A 28-year-old woman was admitted to intensive care unit due to hypertensive crisis causing pulmonary oedema, Takotsubo cardiomyopathy, and metabolic acidosis. Due to cardiogenic shock, she required venoarterial extracorporeal membrane oxygenation and IMPELLA implantation. A computed tomography scan revealed a 5 cm tumour of the left adrenal gland compatible with pheochromocytoma The clinical course was complicated by acute kidney injury requiring renal replacement therapy and posterior reversible encephalopathy syndrome (PRES). Pharmacological treatment with alpha lityc agents (including urapidil, dexmedetomidine, and doxazosin at maximum daily dose) and beta blockers, together with left videolaparoscopic adrenalectomy, led to progressive blood pressure control and resolution of the neurological symptoms.

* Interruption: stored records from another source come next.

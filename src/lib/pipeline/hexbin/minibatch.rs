//! Block-wise unit aggregation.
//!
//! Units of one pass are split into contiguous row blocks; each block is
//! aggregated as `membership (block × pixels) · counts (pixels × genes)` and
//! streamed to the sink before the next block is built, so at most one block
//! of unit-by-gene counts is in memory.

use crate::core::error::{HexSgeError, Result};
use crate::core::sparse::SparseOps;
use crate::pipeline::hexbin::writer::UnitSink;
use log::debug;
use nalgebra_sparse::CsrMatrix;
use std::ops::Range;

/// Member pixels of each unit, grouped by unit row in CSR layout.
#[derive(Debug, Clone, Default, PartialEq, Eq)]
pub struct UnitMembers {
    offsets: Vec<usize>,
    pixels: Vec<usize>,
}

impl UnitMembers {
    /// Group pixels by unit; `unit_of[p]` is the unit row of pixel `p`, if any.
    pub fn from_assignment(unit_of: &[Option<usize>], n_units: usize) -> Self {
        let mut offsets = vec![0usize; n_units + 1];
        for &unit in unit_of.iter().flatten() {
            offsets[unit + 1] += 1;
        }
        for i in 0..n_units {
            offsets[i + 1] += offsets[i];
        }

        let mut cursor = offsets.clone();
        let mut pixels = vec![0usize; offsets[n_units]];
        for (pixel, unit) in unit_of.iter().enumerate() {
            if let Some(unit) = *unit {
                pixels[cursor[unit]] = pixel;
                cursor[unit] += 1;
            }
        }

        Self { offsets, pixels }
    }

    /// Pixels of unit `row`, ascending.
    #[inline]
    pub fn row(&self, row: usize) -> &[usize] {
        &self.pixels[self.offsets[row]..self.offsets[row + 1]]
    }

    pub fn n_units(&self) -> usize {
        self.offsets.len().saturating_sub(1)
    }

    /// Number of pixels assigned to any unit.
    pub fn n_members(&self) -> usize {
        self.pixels.len()
    }
}

/// Contiguous row ranges of at most `batch_size` rows; the last range holds the remainder.
pub fn block_ranges(n_rows: usize, batch_size: usize) -> Vec<Range<usize>> {
    let step = batch_size.max(1);
    (0..n_rows)
        .step_by(step)
        .map(|start| start..(start + step).min(n_rows))
        .collect()
}

/// Counts of the aggregated blocks.
#[derive(Debug, Clone, Copy, Default, PartialEq, Eq)]
pub struct BlockStats {
    pub n_blocks: usize,
    pub n_entries: usize,
}

/// Unit-by-gene counts of the units in `rows`.
pub fn aggregate_block(
    members: &UnitMembers,
    rows: Range<usize>,
    counts: &CsrMatrix<u32>,
) -> Result<CsrMatrix<u32>> {
    if rows.end > members.n_units() {
        return Err(HexSgeError::InvalidInput(format!(
            "block {:?} exceeds {} units",
            rows,
            members.n_units()
        )));
    }
    let block: Vec<&[usize]> = rows.map(|row| members.row(row)).collect();
    let membership = SparseOps::membership_matrix(counts.nrows(), &block)?;
    SparseOps::multiply(&membership, counts)
}

/// Aggregate every unit block in increasing row order and append each to `sink`.
pub fn aggregate_units(
    members: &UnitMembers,
    counts: &CsrMatrix<u32>,
    batch_size: usize,
    sink: &mut UnitSink,
) -> Result<BlockStats> {
    let ranges = block_ranges(members.n_units(), batch_size);
    let n_blocks = ranges.len();
    let mut stats = BlockStats::default();

    for (i, rows) in ranges.into_iter().enumerate() {
        let block = aggregate_block(members, rows, counts)?;
        stats.n_entries += sink.write_block(&block)?;
        stats.n_blocks += 1;
        debug!(
            "{}/{}. Wrote {} units so far.",
            i + 1,
            n_blocks,
            sink.n_units()
        );
    }

    Ok(stats)
}
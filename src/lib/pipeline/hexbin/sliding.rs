//! Sliding-window passes over the hexagonal lattice.
//!
//! Every pass shifts the lattice by `(offs_x, offs_y) / n_move`, keeps the
//! hexagons that collect at least `min_ct_per_unit` molecules and appends them
//! as new units. Units of different passes overlap in space and are never
//! merged.

use crate::core::error::{HexSgeError, Result};
use crate::pipeline::hexbin::config::GridPlan;
use crate::pipeline::hexbin::geometry::{assign_points, HexCoord, LatticeOffset};
use crate::pipeline::hexbin::minibatch::{aggregate_units, UnitMembers};
use crate::pipeline::hexbin::pixels::PixelTable;
use crate::pipeline::hexbin::writer::UnitSink;
use log::info;
use rustc_hash::FxHashMap;

/// Kept hexagons of one pass, rows ordered by hexagon coordinate.
#[derive(Debug, Clone)]
pub struct PassUnits {
    pub hexes: Vec<HexCoord>,
    /// Mean pixel position of each unit, microns.
    pub centroids: Vec<(f64, f64)>,
    pub totals: Vec<u64>,
    pub members: UnitMembers,
    /// Molecules in hexagons below the minimum.
    pub dropped_count: u64,
}

impl PassUnits {
    pub fn len(&self) -> usize {
        self.hexes.len()
    }

    pub fn is_empty(&self) -> bool {
        self.hexes.is_empty()
    }

    pub fn kept_count(&self) -> u64 {
        self.totals.iter().sum()
    }

    /// Median total of the kept units.
    pub fn median_total(&self) -> Option<f64> {
        if self.totals.is_empty() {
            return None;
        }
        let mut sorted = self.totals.clone();
        sorted.sort_unstable();
        let mid = sorted.len() / 2;
        Some(if sorted.len() % 2 == 0 {
            (sorted[mid - 1] + sorted[mid]) as f64 / 2.0
        } else {
            sorted[mid] as f64
        })
    }
}

#[derive(Default)]
struct HexTally {
    total: u64,
    sum_x: f64,
    sum_y: f64,
    n_pixels: usize,
}

/// Bin every pixel under `offset` and keep hexagons with total ≥ `min_ct_per_unit`.
pub fn collect_units(
    pixels: &PixelTable,
    radius: f64,
    offset: LatticeOffset,
    min_ct_per_unit: u64,
) -> PassUnits {
    let hexes = assign_points(pixels.coords(), radius, offset);

    let mut tally: FxHashMap<HexCoord, HexTally> = FxHashMap::default();
    for ((hex, &(x, y)), &tot) in hexes.iter().zip(pixels.coords()).zip(pixels.totals()) {
        let entry = tally.entry(*hex).or_default();
        entry.total += tot;
        entry.sum_x += x;
        entry.sum_y += y;
        entry.n_pixels += 1;
    }

    let mut dropped_count = 0u64;
    let mut kept: Vec<(HexCoord, HexTally)> = Vec::with_capacity(tally.len());
    for (hex, t) in tally {
        if t.total >= min_ct_per_unit {
            kept.push((hex, t));
        } else {
            dropped_count += t.total;
        }
    }
    kept.sort_unstable_by_key(|(hex, _)| *hex);

    let row_of: FxHashMap<HexCoord, usize> = kept
        .iter()
        .enumerate()
        .map(|(row, (hex, _))| (*hex, row))
        .collect();
    let unit_of: Vec<Option<usize>> = hexes.iter().map(|hex| row_of.get(hex).copied()).collect();
    let members = UnitMembers::from_assignment(&unit_of, kept.len());

    let mut units = PassUnits {
        hexes: Vec::with_capacity(kept.len()),
        centroids: Vec::with_capacity(kept.len()),
        totals: Vec::with_capacity(kept.len()),
        members,
        dropped_count,
    };
    for (hex, t) in kept {
        let n = t.n_pixels as f64;
        units.hexes.push(hex);
        units.centroids.push((t.sum_x / n, t.sum_y / n));
        units.totals.push(t.total);
    }
    units
}

/// What one pass contributed.
#[derive(Debug, Clone, PartialEq)]
pub struct PassReport {
    pub offs_x: u32,
    pub offs_y: u32,
    /// Hexagons passing the count minimum.
    pub n_hex: usize,
    /// Units appended to the output (0 when skipped).
    pub n_units: usize,
    pub n_blocks: usize,
    pub n_entries: usize,
    pub kept_count: u64,
    pub dropped_count: u64,
    pub skipped: bool,
}

/// Run the pass at step `(offs_x, offs_y)`, appending its units to `sink` unless the
/// skip policy drops it.
pub fn run_pass(
    pixels: &PixelTable,
    plan: &GridPlan,
    offs_x: u32,
    offs_y: u32,
    sink: &mut UnitSink,
) -> Result<PassReport> {
    let offset = LatticeOffset::from_step(offs_x, offs_y, plan.n_move);
    let units = collect_units(pixels, plan.radius, offset, plan.min_ct_per_unit);
    let n_hex = units.len();

    let mut report = PassReport {
        offs_x,
        offs_y,
        n_hex,
        n_units: 0,
        n_blocks: 0,
        n_entries: 0,
        kept_count: units.kept_count(),
        dropped_count: units.dropped_count,
        skipped: plan.skip.skips(n_hex),
    };

    info!(
        "Offset ({}, {}): {} hexagons kept ({} pixels), median count per unit {}",
        offs_x,
        offs_y,
        n_hex,
        units.members.n_members(),
        units
            .median_total()
            .map_or_else(|| "n/a".to_string(), |m| m.to_string())
    );

    if report.skipped {
        info!(
            "Offset ({}, {}) skipped: {} hexagons is below {}",
            offs_x, offs_y, n_hex, plan.skip.min_units
        );
        return Ok(report);
    }

    let start = sink.n_units();
    sink.write_barcodes(&units.centroids)?;
    let stats = aggregate_units(&units.members, pixels.counts(), plan.batch_size, sink)?;
    let appended = sink.n_units() - start;
    if appended != n_hex as u64 {
        return Err(HexSgeError::DimensionMismatch {
            expected: format!("{} units appended", n_hex),
            actual: format!("{} units appended", appended),
        });
    }

    report.n_units = n_hex;
    report.n_blocks = stats.n_blocks;
    report.n_entries = stats.n_entries;
    info!(
        "Sliding offset {}, {}. Fit data with {} units.",
        offs_x,
        offs_y,
        sink.n_units()
    );
    Ok(report)
}

/// Run all `n_move²` passes in order.
pub fn run_sliding(
    pixels: &PixelTable,
    plan: &GridPlan,
    sink: &mut UnitSink,
) -> Result<Vec<PassReport>> {
    let mut reports = Vec::with_capacity(plan.n_passes());
    for (offs_x, offs_y) in plan.offsets() {
        reports.push(run_pass(pixels, plan, offs_x, offs_y, sink)?);
    }
    let skipped = reports.iter().filter(|r| r.skipped).count();
    info!(
        "Completed {} passes ({} skipped), {} units in total",
        reports.len(),
        skipped,
        sink.n_units()
    );
    Ok(reports)
}
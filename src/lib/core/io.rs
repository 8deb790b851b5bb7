use bzip2::read::MultiBzDecoder;
use flate2::read::MultiGzDecoder;
use gzp::{deflate::Gzip, Compression, ZBuilder, ZWriter};
use std::fs::File;
use std::io::{BufRead, BufReader, BufWriter, Read};
use std::path::Path;

use super::error::{HexSgeError, Result};
use super::fs::{is_bzipped, is_gzipped};

const READ_BUFFER: usize = 256 * 1024;
const WRITE_BUFFER: usize = 1 << 20;

/// Compression of a text input.
#[derive(Debug, Clone, Copy, PartialEq, Eq)]
pub enum Encoding {
    Plain,
    Gzip,
    Bzip2,
}

impl Encoding {
    pub const ALL: [Encoding; 3] = [Encoding::Gzip, Encoding::Plain, Encoding::Bzip2];

    /// Guess from the file extension.
    pub fn from_path<P: AsRef<Path>>(path: P) -> Self {
        let path = path.as_ref();
        if is_gzipped(path) {
            Encoding::Gzip
        } else if is_bzipped(path) {
            Encoding::Bzip2
        } else {
            Encoding::Plain
        }
    }

    pub fn name(self) -> &'static str {
        match self {
            Encoding::Plain => "plain text",
            Encoding::Gzip => "gzip",
            Encoding::Bzip2 => "bzip2",
        }
    }
}

/// Open a text source, decoding gzip (including multi-member/BGZF streams) or bzip2.
pub fn open_text<P: AsRef<Path>>(path: P, encoding: Encoding) -> Result<Box<dyn BufRead>> {
    let file = File::open(path.as_ref())?;
    let reader: Box<dyn BufRead> = match encoding {
        Encoding::Gzip => Box::new(BufReader::with_capacity(
            READ_BUFFER,
            MultiGzDecoder::new(BufReader::new(file)),
        )),
        Encoding::Bzip2 => Box::new(BufReader::with_capacity(
            READ_BUFFER,
            MultiBzDecoder::new(BufReader::new(file)),
        )),
        Encoding::Plain => Box::new(BufReader::with_capacity(READ_BUFFER, file)),
    };
    Ok(reader)
}

/// Build a tab-delimited CSV reader over a plain or compressed source.
pub fn get_reader<P: AsRef<Path>>(
    path: P,
    has_headers: bool,
    encoding: Encoding,
) -> Result<csv::Reader<Box<dyn Read>>> {
    let raw_reader: Box<dyn Read> = open_text(path, encoding)?;
    Ok(csv::ReaderBuilder::new()
        .delimiter(b'\t')
        .has_headers(has_headers)
        .flexible(true)
        .from_reader(raw_reader))
}

/// Create a gzip writer for `file`; more than one thread switches to block-parallel compression.
pub fn gz_writer(file: File, threads: usize, compression_level: u32) -> Box<dyn ZWriter> {
    ZBuilder::<Gzip, _>::new()
        .num_threads(threads)
        .compression_level(Compression::new(compression_level))
        .from_writer(BufWriter::with_capacity(WRITE_BUFFER, file))
}

/// Build a tab-delimited CSV writer targeting a gzip file.
///
/// Finish it with [`finish_writer`] so the gzip trailer is written before the handle closes.
pub fn get_writer<P: AsRef<Path>>(
    path: P,
    write_headers: bool,
    threads: usize,
    compression_level: u32,
) -> Result<csv::Writer<Box<dyn ZWriter>>> {
    let file = File::create(path.as_ref())?;
    Ok(csv::WriterBuilder::new()
        .delimiter(b'\t')
        .has_headers(write_headers)
        .from_writer(gz_writer(file, threads, compression_level)))
}

/// Flush a writer from [`get_writer`] and finalize its gzip stream.
pub fn finish_writer(writer: csv::Writer<Box<dyn ZWriter>>) -> Result<()> {
    let mut inner = writer
        .into_inner()
        .map_err(|err| HexSgeError::Io(err.into_error()))?;
    inner.finish()?;
    Ok(())
}
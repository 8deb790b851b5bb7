//! Hexagonal binning of spatial molecule tables.
//!
//! Molecules are collapsed into pixels, pixels are binned into hexagons on a
//! lattice that slides over `n_move²` sub-cell offsets, and every hexagon with
//! enough molecules becomes one unit (column) of a gene-by-unit MatrixMarket
//! matrix.
//!
//! # Key Components
//!
//! - [`config`]: run options and their resolution into a [`GridPlan`]
//! - [`geometry`]: pointy-top axial lattice
//! - [`input`]: molecule table reader
//! - [`features`]: gene catalog and feature filtering
//! - [`pixels`]: pixel aggregation and the pixel-by-gene matrix
//! - [`sliding`]: per-offset passes
//! - [`minibatch`]: block-wise sparse aggregation
//! - [`writer`]: barcode and matrix sinks

pub mod config;
pub mod features;
pub mod geometry;
pub mod input;
pub mod minibatch;
pub mod pixels;
pub mod sliding;
pub mod writer;

#[cfg(test)]
mod scenario_test;

pub use config::{GridPlan, HexbinConfig, SkipPolicy};
pub use features::{FeatureSet, GeneCatalog};
pub use input::MoleculeTable;
pub use pixels::PixelTable;
pub use sliding::{run_sliding, PassReport};
pub use writer::{SinkSummary, UnitSink};
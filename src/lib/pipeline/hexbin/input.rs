//! Molecule table reader.
//!
//! The table is tab-separated with a header; `X`, `Y`, `gene` and one count
//! column (chosen by key) are required, other columns are ignored.

use crate::core::error::{HexSgeError, Result};
use crate::core::fs::require_file;
use crate::core::io::{get_reader, Encoding};
use log::{debug, info, warn};
use rustc_hash::FxHashMap;
use std::io::Read;
use std::path::Path;

pub const X_COLUMN: &str = "X";
pub const Y_COLUMN: &str = "Y";
pub const GENE_COLUMN: &str = "gene";

/// One input row with the gene name interned.
#[derive(Debug, Clone, Copy, PartialEq)]
pub struct Molecule {
    pub x: f64,
    pub y: f64,
    pub gene: u32,
    pub count: u32,
}

/// Raw molecule rows in file order plus the interned gene names.
#[derive(Debug, Clone, Default)]
pub struct MoleculeTable {
    genes: Vec<String>,
    gene_index: FxHashMap<String, u32>,
    molecules: Vec<Molecule>,
}

impl MoleculeTable {
    pub fn new() -> Self {
        Self::default()
    }

    /// Read a table with the encoding its suffix suggests, falling back to the other
    /// decoders (gzip, plain text, bzip2) on failure. The first error is reported.
    pub fn from_path<P: AsRef<Path>>(path: P, key: &str) -> Result<Self> {
        let path = path.as_ref();
        require_file(path)?;

        let primary = Encoding::from_path(path);
        let first = match Self::read_with(path, key, primary) {
            Ok(table) => return Ok(table),
            Err(err) => err,
        };
        for fallback in Encoding::ALL.into_iter().filter(|&e| e != primary) {
            warn!(
                "Failed to read {:?} as {} ({}); retrying as {}",
                path,
                primary.name(),
                first,
                fallback.name()
            );
            match Self::read_with(path, key, fallback) {
                Ok(table) => return Ok(table),
                Err(err) => debug!("Fallback read of {:?} failed: {}", path, err),
            }
        }
        Err(first)
    }

    fn read_with(path: &Path, key: &str, encoding: Encoding) -> Result<Self> {
        let reader = get_reader(path, true, encoding)?;
        let table = Self::from_csv(reader, key, &path.display().to_string())?;
        info!(
            "Read {} molecule rows covering {} genes from {:?}",
            table.len(),
            table.genes.len(),
            path
        );
        Ok(table)
    }

    /// Parse every record of a headed, tab-delimited reader.
    pub fn from_csv<R: Read>(mut reader: csv::Reader<R>, key: &str, source: &str) -> Result<Self> {
        let headers = reader.headers()?.clone();
        let column = |name: &str| {
            headers
                .iter()
                .position(|h| h == name)
                .ok_or_else(|| HexSgeError::MissingColumn {
                    column: name.to_string(),
                    path: source.to_string(),
                })
        };
        let x_idx = column(X_COLUMN)?;
        let y_idx = column(Y_COLUMN)?;
        let gene_idx = column(GENE_COLUMN)?;
        let count_idx = column(key)?;

        let mut table = Self::new();
        let mut record = csv::StringRecord::new();
        let mut line = 1usize;
        while reader.read_record(&mut record)? {
            line += 1;
            let field = |idx: usize| {
                record.get(idx).ok_or_else(|| {
                    HexSgeError::Parse(format!("{}: line {} has too few columns", source, line))
                })
            };
            let x = parse_coordinate(field(x_idx)?, source, line)?;
            let y = parse_coordinate(field(y_idx)?, source, line)?;
            let count = parse_count(field(count_idx)?, source, line)?;
            table.push(x, y, field(gene_idx)?, count);
        }

        Ok(table)
    }

    /// Append one row.
    pub fn push(&mut self, x: f64, y: f64, gene: &str, count: u32) {
        let gene = match self.gene_index.get(gene) {
            Some(&id) => id,
            None => {
                let id = self.genes.len() as u32;
                self.genes.push(gene.to_string());
                self.gene_index.insert(gene.to_string(), id);
                id
            }
        };
        self.molecules.push(Molecule { x, y, gene, count });
    }

    #[inline]
    pub fn gene_names(&self) -> &[String] {
        &self.genes
    }

    #[inline]
    pub fn molecules(&self) -> &[Molecule] {
        &self.molecules
    }

    pub fn len(&self) -> usize {
        self.molecules.len()
    }

    pub fn is_empty(&self) -> bool {
        self.molecules.is_empty()
    }
}

fn parse_coordinate(raw: &str, source: &str, line: usize) -> Result<f64> {
    let value: f64 = raw.trim().parse().map_err(|_| {
        HexSgeError::Parse(format!("{}: line {}: invalid coordinate '{}'", source, line, raw))
    })?;
    if value.is_finite() {
        Ok(value)
    } else {
        Err(HexSgeError::Parse(format!(
            "{}: line {}: non-finite coordinate '{}'",
            source, line, raw
        )))
    }
}

/// Counts are non-negative integers; a decimal with zero fraction (`3.0`) is accepted.
fn parse_count(raw: &str, source: &str, line: usize) -> Result<u32> {
    let raw = raw.trim();
    if let Ok(value) = raw.parse::<u32>() {
        return Ok(value);
    }
    match raw.parse::<f64>() {
        Ok(value) if value >= 0.0 && value.fract() == 0.0 && value <= f64::from(u32::MAX) => {
            Ok(value as u32)
        }
        _ => Err(HexSgeError::Parse(format!(
            "{}: line {}: invalid count '{}'",
            source, line, raw
        ))),
    }
}
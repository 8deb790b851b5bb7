//! Utility re-exports.
//!
//! Shared helpers live under `crate::core`; this module gathers the ones the
//! command-line layer needs.

pub use crate::core::errors::is_broken_pipe;
pub use crate::core::fs::{make_parent_dirs, prefixed_path, require_file};
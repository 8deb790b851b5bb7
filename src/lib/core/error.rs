//! Error types for the hexsge library

use thiserror::Error;

#[derive(Error, Debug)]
pub enum HexSgeError {
    #[error("IO error: {0}")]
    Io(#[from] std::io::Error),

    #[error("CSV error: {0}")]
    Csv(#[from] csv::Error),

    #[error("Compression error: {0}")]
    Compression(String),

    #[error("Sparse matrix error: {0}")]
    SparseMatrix(String),

    #[error("Invalid input: {0}")]
    InvalidInput(String),

    #[error("File not found: {0}")]
    FileNotFound(String),

    #[error("Parse error: {0}")]
    Parse(String),

    #[error("Missing column '{column}' in {path}")]
    MissingColumn { column: String, path: String },

    #[error("Threshold validation error: {field} must be between {min} and {max}, got {value}")]
    ThresholdValidation {
        field: String,
        min: f64,
        max: f64,
        value: f64,
    },

    #[error("Dimension mismatch: expected {expected}, got {actual}")]
    DimensionMismatch { expected: String, actual: String },

    #[error("Configuration error: {0}")]
    Config(String),
}

pub type Result<T> = std::result::Result<T, HexSgeError>;

impl From<nalgebra_sparse::SparseFormatError> for HexSgeError {
    fn from(err: nalgebra_sparse::SparseFormatError) -> Self {
        HexSgeError::SparseMatrix(format!("Sparse format error: {:?}", err))
    }
}

impl From<gzp::GzpError> for HexSgeError {
    fn from(err: gzp::GzpError) -> Self {
        HexSgeError::Compression(err.to_string())
    }
}

impl From<tempfile::PersistError> for HexSgeError {
    fn from(err: tempfile::PersistError) -> Self {
        HexSgeError::Io(err.error)
    }
}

Pheochromocytoma crisis turned into a potential catastrophic scenario, characterized by refractory cardiogenic shock requiring circulatory supportive devices and PRES. Alpha-antagonists and beta-blockers were the gold standard pharmacological treatment. A multidisciplinary decision-algorithm was necessary to successfully manage this complex clinical setting.
嗜铬细胞瘤是一种罕见的分泌儿茶酚胺的肿瘤,典型地表现出与α-肾上腺素能刺激相关的临床表现,包括阵发性或持续性高血压。然而,它偶尔可能并发危及生命的危象,在最严重的情况下导致难治性急性心脏功能障碍。
一名28岁女性因高血压危象导致肺水肿、应激性心肌病和代谢性酸中毒入住重症监护病房。由于心源性休克,她需要进行静脉-动脉体外膜肺氧合和植入Impella左心室辅助装置。计算机断层扫描显示左肾上腺有一个5厘米的肿瘤,符合嗜铬细胞瘤表现。临床过程因急性肾损伤需要肾脏替代治疗以及后部可逆性脑病综合征(PRES)而复杂化。使用α-受体阻滞剂(包括最大日剂量的乌拉地尔、右美托咪定和多沙唑嗪)和β-受体阻滞剂进行药物治疗,同时进行左侧电视腹腔镜肾上腺切除术,使血压逐渐得到控制,神经症状得以缓解。
嗜铬细胞瘤危象演变成了一种潜在的灾难性情况,其特征为难治性心源性休克需要循环支持装置和后部可逆性脑病综合征。α-拮抗剂和β-受体阻滞剂是药物治疗的金标准。需要一个多学科决策算法来成功处理这种复杂的临床情况。